Assignment — Please tally the lines below that contain the word "rejected" and reply with the total alone.

Stored data entries:
================================

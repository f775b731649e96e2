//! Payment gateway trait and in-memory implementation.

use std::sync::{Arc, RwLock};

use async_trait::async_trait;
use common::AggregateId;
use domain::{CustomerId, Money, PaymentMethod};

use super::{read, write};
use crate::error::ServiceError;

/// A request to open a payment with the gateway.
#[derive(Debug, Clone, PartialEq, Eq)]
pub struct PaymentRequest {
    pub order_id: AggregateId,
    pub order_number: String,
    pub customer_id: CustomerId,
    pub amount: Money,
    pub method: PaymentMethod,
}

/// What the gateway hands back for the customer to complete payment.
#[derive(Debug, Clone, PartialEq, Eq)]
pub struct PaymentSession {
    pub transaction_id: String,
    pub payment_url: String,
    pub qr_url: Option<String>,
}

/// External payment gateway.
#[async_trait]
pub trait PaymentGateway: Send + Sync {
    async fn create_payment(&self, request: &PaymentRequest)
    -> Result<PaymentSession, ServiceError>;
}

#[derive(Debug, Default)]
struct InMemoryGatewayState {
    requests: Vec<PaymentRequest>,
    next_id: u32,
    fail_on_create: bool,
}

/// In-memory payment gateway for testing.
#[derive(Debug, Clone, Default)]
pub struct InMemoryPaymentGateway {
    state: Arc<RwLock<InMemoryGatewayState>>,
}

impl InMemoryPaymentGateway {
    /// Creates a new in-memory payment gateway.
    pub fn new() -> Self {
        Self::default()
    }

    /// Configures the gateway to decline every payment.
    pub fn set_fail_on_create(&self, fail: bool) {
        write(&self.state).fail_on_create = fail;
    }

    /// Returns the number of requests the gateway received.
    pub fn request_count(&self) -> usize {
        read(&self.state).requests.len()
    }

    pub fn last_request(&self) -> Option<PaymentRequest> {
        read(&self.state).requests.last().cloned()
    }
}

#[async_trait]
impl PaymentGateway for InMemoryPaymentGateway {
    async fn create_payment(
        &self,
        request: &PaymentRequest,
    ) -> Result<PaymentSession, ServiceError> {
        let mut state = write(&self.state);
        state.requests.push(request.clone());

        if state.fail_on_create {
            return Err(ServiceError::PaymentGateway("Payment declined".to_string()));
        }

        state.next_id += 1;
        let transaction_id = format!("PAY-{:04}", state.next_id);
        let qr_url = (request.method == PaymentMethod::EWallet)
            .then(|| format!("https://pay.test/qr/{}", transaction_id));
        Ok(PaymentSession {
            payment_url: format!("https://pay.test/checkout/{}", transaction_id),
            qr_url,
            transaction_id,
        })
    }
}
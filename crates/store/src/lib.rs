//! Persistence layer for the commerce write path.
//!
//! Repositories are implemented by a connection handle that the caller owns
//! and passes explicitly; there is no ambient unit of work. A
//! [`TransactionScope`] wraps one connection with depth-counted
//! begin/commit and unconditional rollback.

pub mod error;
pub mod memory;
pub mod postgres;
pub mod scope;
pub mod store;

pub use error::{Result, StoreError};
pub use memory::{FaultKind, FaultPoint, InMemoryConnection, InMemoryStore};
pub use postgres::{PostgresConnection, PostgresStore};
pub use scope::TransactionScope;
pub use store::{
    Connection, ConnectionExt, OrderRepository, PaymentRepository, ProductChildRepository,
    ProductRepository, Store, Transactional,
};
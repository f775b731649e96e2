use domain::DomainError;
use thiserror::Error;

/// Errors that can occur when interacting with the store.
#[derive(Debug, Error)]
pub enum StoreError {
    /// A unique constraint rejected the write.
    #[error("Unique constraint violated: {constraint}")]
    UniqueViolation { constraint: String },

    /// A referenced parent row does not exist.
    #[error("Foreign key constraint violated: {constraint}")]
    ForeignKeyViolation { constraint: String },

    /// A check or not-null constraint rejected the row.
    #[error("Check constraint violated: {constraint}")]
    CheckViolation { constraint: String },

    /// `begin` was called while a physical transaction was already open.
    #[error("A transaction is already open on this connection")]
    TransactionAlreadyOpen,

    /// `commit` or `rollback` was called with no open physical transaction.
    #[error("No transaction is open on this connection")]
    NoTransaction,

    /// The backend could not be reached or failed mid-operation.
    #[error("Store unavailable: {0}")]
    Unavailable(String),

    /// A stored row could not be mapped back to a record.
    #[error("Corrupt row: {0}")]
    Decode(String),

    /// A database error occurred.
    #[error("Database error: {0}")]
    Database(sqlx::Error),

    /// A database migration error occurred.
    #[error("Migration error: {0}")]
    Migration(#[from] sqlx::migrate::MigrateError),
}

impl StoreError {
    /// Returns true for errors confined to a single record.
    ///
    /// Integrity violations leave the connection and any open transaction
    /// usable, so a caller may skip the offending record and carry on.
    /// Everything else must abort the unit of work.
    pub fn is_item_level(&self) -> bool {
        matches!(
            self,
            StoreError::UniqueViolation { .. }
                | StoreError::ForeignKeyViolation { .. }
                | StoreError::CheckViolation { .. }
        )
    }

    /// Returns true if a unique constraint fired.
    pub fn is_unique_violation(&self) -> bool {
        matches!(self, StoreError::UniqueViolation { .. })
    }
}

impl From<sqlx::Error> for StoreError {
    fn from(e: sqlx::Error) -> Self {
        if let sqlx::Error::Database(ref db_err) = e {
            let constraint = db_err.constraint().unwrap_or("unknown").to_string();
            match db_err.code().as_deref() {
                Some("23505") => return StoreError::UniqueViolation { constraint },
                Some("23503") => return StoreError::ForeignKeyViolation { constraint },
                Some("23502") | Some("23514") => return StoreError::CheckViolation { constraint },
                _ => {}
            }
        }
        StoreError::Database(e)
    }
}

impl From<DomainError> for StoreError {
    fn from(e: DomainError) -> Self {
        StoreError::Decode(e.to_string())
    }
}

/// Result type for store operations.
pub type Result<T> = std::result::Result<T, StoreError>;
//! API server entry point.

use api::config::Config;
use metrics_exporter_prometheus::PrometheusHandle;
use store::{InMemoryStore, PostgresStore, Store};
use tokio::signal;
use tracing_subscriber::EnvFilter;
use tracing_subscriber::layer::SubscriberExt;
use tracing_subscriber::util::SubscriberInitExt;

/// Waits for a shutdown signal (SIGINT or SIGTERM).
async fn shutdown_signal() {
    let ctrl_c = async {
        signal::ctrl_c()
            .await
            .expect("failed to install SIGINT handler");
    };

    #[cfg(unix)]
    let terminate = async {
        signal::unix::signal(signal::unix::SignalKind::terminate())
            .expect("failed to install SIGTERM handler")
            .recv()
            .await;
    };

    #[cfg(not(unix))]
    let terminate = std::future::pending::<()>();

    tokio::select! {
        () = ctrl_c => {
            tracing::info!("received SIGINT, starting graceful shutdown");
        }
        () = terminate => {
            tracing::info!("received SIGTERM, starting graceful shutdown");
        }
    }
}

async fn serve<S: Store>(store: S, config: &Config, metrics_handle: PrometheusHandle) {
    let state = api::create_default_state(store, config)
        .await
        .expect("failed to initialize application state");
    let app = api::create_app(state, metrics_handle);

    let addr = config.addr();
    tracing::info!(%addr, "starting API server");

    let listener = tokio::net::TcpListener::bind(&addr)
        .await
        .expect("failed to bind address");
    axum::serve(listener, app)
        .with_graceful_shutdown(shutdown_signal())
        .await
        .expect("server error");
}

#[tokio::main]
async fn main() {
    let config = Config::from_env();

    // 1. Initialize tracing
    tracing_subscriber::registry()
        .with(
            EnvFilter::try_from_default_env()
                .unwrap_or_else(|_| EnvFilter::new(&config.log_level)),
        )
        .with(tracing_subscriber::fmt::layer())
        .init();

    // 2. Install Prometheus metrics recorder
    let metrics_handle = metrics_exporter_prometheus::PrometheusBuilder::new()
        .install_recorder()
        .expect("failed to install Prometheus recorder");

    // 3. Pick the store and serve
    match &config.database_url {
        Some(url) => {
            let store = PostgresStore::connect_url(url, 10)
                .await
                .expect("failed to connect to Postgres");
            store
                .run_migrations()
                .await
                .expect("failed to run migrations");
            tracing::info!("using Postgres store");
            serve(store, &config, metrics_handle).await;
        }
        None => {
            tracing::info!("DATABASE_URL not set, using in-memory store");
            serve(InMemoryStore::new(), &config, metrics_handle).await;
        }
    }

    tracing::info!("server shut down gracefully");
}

================================

Response to the task — 2